RhoA/ROCK in Metabolic Syndrome

Metabolic syndrome (MetS) or insulin resistance syndrome, is a cluster of conditions that raises the risk of heart disease, type II diabetes, and stroke. These conditions include central obesity (i.e., excess body fat at the waist), hypertension, hyperglycemia, high blood triglycerides, and low HDL cholesterol. Those with three or more of these conditions may be diagnosed with MetS. MetS affects approximately one-third of adults in the United States. Pathogenesis of MetS is still not fully understood, though a variety of genetic, environmental, and lifestyle factors are thought to be involved.

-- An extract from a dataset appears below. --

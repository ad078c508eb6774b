pub mod game;
pub mod preferences;

pub use game::{CellValue, GameSnapshot, GameStatus, MoveOutcome, Position};
pub use preferences::{BestScore, Preferences};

Rho GTPases are a family of signaling proteins that play a key role in regulating the cytoskeleton. Activation of RhoA by GTP binding results in the activation of downstream effector proteins that mediate actin polymerization and stabilization and myosin II function1. RhoA is involved in essential cellular processes, such as cytokinesis2, stress fiber formation3, and smooth muscle cell contractility4, as well as several pathological processes, including tumor cell migration and invasion5 and cardiovascular diseases4. RhoA and its downstream effector proteins, Rho-associated protein kinases (ROCK1 and ROCK2), are also critical in MetS pathogenesis6. Elevated ROCK activity has been demonstrated in models of MetS conditions, including obesity, insulin resistance, elevated triglycerides, and hypertension4,7. In the PBMCs of patients with type 2 diabetes mellitus, ROCK activity is elevated 420-570% compared to healthy controls8. Serum ROCK activity is also elevated in those diagnosed with MetS and correlated with waist circumference, fasting glucose, and triglyceride levels9. As a result, RhoA and ROCK have become attractive therapeutic targets for MetS treatment10,11. One randomized controlled trial revealed that atorvastatin inhibits ROCK activity, which they suggest contributes to the anti-atherosclerotic benefit of statins12. This newsletter will focus on recently identified roles for RhoA and ROCK signaling in the biological processes involved in MetS conditions.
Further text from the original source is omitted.